**Exercise details:** Your answer should be one number, namely how many lines in the listing below include the word "shutdown".
______________________________
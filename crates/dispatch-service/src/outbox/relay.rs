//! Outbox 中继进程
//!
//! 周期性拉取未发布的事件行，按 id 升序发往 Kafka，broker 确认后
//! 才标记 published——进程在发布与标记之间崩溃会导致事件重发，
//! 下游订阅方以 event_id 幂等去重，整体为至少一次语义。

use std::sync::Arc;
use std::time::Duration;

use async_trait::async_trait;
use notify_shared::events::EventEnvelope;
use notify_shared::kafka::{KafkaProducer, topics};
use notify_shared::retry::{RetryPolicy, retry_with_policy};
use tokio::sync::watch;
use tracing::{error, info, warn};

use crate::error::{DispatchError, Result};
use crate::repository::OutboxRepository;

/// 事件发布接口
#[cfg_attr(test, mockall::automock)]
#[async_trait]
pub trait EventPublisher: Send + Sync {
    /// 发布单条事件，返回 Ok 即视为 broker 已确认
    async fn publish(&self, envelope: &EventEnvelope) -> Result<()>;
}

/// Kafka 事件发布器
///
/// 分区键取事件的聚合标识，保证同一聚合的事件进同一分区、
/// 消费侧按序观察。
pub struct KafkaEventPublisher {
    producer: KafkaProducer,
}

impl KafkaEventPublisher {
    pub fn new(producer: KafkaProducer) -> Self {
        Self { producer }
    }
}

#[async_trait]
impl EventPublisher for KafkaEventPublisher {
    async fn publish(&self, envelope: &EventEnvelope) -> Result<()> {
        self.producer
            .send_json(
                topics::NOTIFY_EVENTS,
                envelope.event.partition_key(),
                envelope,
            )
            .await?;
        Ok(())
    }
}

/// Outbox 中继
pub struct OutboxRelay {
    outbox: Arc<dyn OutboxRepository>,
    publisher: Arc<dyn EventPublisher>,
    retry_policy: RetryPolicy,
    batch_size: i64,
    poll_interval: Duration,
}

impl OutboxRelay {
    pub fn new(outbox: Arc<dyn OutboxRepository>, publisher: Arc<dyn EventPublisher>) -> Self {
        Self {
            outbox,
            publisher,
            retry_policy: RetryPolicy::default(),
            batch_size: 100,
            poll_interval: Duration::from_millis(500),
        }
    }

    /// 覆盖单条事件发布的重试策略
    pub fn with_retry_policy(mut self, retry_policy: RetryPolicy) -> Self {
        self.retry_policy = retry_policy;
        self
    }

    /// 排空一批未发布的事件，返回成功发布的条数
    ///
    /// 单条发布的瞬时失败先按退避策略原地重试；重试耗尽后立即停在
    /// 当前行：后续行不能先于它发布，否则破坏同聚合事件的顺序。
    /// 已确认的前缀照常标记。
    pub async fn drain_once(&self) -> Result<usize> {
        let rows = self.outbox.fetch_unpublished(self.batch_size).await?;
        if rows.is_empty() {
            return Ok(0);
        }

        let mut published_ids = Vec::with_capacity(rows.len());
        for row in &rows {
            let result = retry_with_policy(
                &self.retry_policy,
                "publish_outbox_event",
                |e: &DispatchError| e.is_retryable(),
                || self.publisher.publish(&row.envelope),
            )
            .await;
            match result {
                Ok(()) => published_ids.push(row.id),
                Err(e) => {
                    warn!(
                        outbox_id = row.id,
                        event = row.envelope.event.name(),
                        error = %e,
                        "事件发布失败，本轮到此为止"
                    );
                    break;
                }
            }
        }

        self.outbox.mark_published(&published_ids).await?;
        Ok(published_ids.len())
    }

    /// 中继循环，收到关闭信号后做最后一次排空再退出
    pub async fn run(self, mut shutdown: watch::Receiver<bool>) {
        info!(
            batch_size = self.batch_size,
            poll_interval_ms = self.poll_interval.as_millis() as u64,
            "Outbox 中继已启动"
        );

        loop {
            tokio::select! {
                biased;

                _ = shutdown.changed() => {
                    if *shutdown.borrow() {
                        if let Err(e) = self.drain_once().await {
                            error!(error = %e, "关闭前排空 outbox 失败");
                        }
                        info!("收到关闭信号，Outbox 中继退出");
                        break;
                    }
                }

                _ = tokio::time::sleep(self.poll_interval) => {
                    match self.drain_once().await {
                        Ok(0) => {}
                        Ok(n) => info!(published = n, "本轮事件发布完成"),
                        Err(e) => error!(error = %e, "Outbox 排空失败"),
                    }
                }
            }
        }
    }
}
______________________________
**Task result:** 3